/---

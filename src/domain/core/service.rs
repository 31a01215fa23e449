use std::fmt;
use std::str::FromStr;

use chrono::{DateTime, Duration, Utc};
use derive_more::{Deref, Display, Error, From};
use num_format::{Locale, ToFormattedString};
use serde::{Deserialize, Serialize};

use crate::domain::{Entity, Id};

/// Service ID
#[derive(
    Clone, Debug, PartialEq, Eq, Hash, Serialize, Deserialize, Display, From, Deref, Default,
)]
pub struct ServiceId(String);

impl Id for ServiceId {
    type Inner = String;
}

impl From<&str> for ServiceId {
    fn from(value: &str) -> Self {
        ServiceId(value.to_owned())
    }
}

/// Kind of appointment a service is booked for
#[derive(Copy, Clone, Debug, PartialEq, Eq, Serialize, Deserialize, Display)]
#[serde(rename_all = "snake_case")]
pub enum ServiceType {
    #[display(fmt = "consultation")]
    Consultation,
    #[display(fmt = "follow_up")]
    FollowUp,
    #[display(fmt = "emergency")]
    Emergency,
}

impl FromStr for ServiceType {
    type Err = ServiceTypeError;

    fn from_str(s: &str) -> Result<Self, Self::Err> {
        match s {
            "consultation" => Ok(ServiceType::Consultation),
            "follow_up" => Ok(ServiceType::FollowUp),
            "emergency" => Ok(ServiceType::Emergency),
            _ => Err(ServiceTypeError::UnknownServiceType),
        }
    }
}

#[derive(Error, Display, Debug)]
pub enum ServiceTypeError {
    #[display(fmt = "Unknown service type")]
    UnknownServiceType,
}

/// Appointment length in minutes
#[derive(
    Copy, Clone, Debug, PartialEq, Eq, PartialOrd, Ord, Serialize, Deserialize, Display, Deref,
)]
pub struct ServiceDuration(u32);

impl ServiceDuration {
    pub fn new(minutes: u32) -> Result<Self, ServiceDurationError> {
        match minutes {
            0 => Err(ServiceDurationError::NotPositive),
            m if m % 15 != 0 => Err(ServiceDurationError::NotQuarterHour),
            m => Ok(ServiceDuration(m)),
        }
    }

    pub fn minutes(&self) -> u32 {
        self.0
    }

    pub fn to_duration(&self) -> Duration {
        Duration::minutes(self.0 as i64)
    }
}

#[derive(Error, Display, Debug)]
pub enum ServiceDurationError {
    #[display(fmt = "Duration must be positive")]
    NotPositive,
    #[display(fmt = "Duration must be a multiple of 15 minutes")]
    NotQuarterHour,
}

#[derive(Copy, Clone, Debug, PartialEq, Eq, Serialize, Deserialize)]
pub enum Currency {
    USD,
    JPY,
}

impl Currency {
    fn symbol(&self) -> &'static str {
        match self {
            Currency::USD => "$",
            Currency::JPY => "¥",
        }
    }

    fn exponent(&self) -> u32 {
        match self {
            Currency::USD => 2,
            Currency::JPY => 0,
        }
    }
}

/// Price held in the currency's minor unit
#[derive(Copy, Clone, Debug, PartialEq, Eq, Serialize, Deserialize)]
pub struct Price {
    amount: u64,
    currency: Currency,
}

impl Price {
    pub fn new(amount: u64, currency: Currency) -> Self {
        Price { amount, currency }
    }

    pub fn amount(&self) -> u64 {
        self.amount
    }

    pub fn currency(&self) -> Currency {
        self.currency
    }

    /// Decimal value in the major unit, as it travels on the wire.
    pub fn to_decimal(&self) -> f64 {
        let scale = 10u64.pow(self.currency.exponent());
        self.amount as f64 / scale as f64
    }
}

impl fmt::Display for Price {
    fn fmt(&self, f: &mut fmt::Formatter<'_>) -> fmt::Result {
        let scale = 10u64.pow(self.currency.exponent());
        write!(
            f,
            "{}{}",
            self.currency.symbol(),
            (self.amount / scale).to_formatted_string(&Locale::en)
        )?;
        match self.currency.exponent() {
            0 => Ok(()),
            e => write!(f, ".{:0width$}", self.amount % scale, width = e as usize),
        }
    }
}

/// Service entity
#[derive(Clone, Debug, PartialEq, Eq, Serialize, Deserialize)]
pub struct Service {
    id: ServiceId,
    name: String,
    description: Option<String>,
    duration: ServiceDuration,
    price: Option<Price>,
    service_type: ServiceType,
    created_at: DateTime<Utc>,
    updated_at: DateTime<Utc>,
}

impl Service {
    pub fn create(
        id: ServiceId,
        name: String,
        description: Option<String>,
        duration: ServiceDuration,
        price: Option<Price>,
        service_type: ServiceType,
    ) -> Result<Self, ServiceError> {
        Self::validate_created(&name, &description)?;
        let now = Utc::now();
        Ok(Service {
            id,
            name,
            description,
            duration,
            price,
            service_type,
            created_at: now,
            updated_at: now,
        })
    }

    pub fn name(&self) -> &str {
        &self.name
    }

    pub fn description(&self) -> Option<&str> {
        self.description.as_deref()
    }

    pub fn duration(&self) -> ServiceDuration {
        self.duration
    }

    pub fn price(&self) -> Option<&Price> {
        self.price.as_ref()
    }

    pub fn service_type(&self) -> ServiceType {
        self.service_type
    }

    pub fn created_at(&self) -> DateTime<Utc> {
        self.created_at
    }

    pub fn updated_at(&self) -> DateTime<Utc> {
        self.updated_at
    }

    fn validate_created(name: &str, description: &Option<String>) -> Result<(), ServiceError> {
        Self::validate_name(name)?;
        Self::validate_description(description)
    }

    fn validate_name(name: &str) -> Result<(), ServiceError> {
        match name.trim().is_empty() {
            true => Err(ServiceError::NameIsBlank),
            false => Ok(()),
        }
    }

    fn validate_description(description: &Option<String>) -> Result<(), ServiceError> {
        match description {
            Some(d) if d.trim().is_empty() => Err(ServiceError::DescriptionIsBlank),
            _ => Ok(()),
        }
    }
}

impl Entity for Service {
    type Id = ServiceId;

    const ENTITY_NAME: &'static str = "service";

    fn id(&self) -> Self::Id {
        self.id.clone()
    }
}

/// Service error
#[derive(Error, Display, Debug)]
pub enum ServiceError {
    /// Name is empty or whitespace
    #[display(fmt = "Name cannot be blank")]
    NameIsBlank,
    /// Description was given but holds no text
    #[display(fmt = "Description cannot be blank")]
    DescriptionIsBlank,
}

\---

* Task details *
To answer, report how many lines of the listing contain the word "DescriptionIsBlank", as a number with nothing else.

* Task result *
2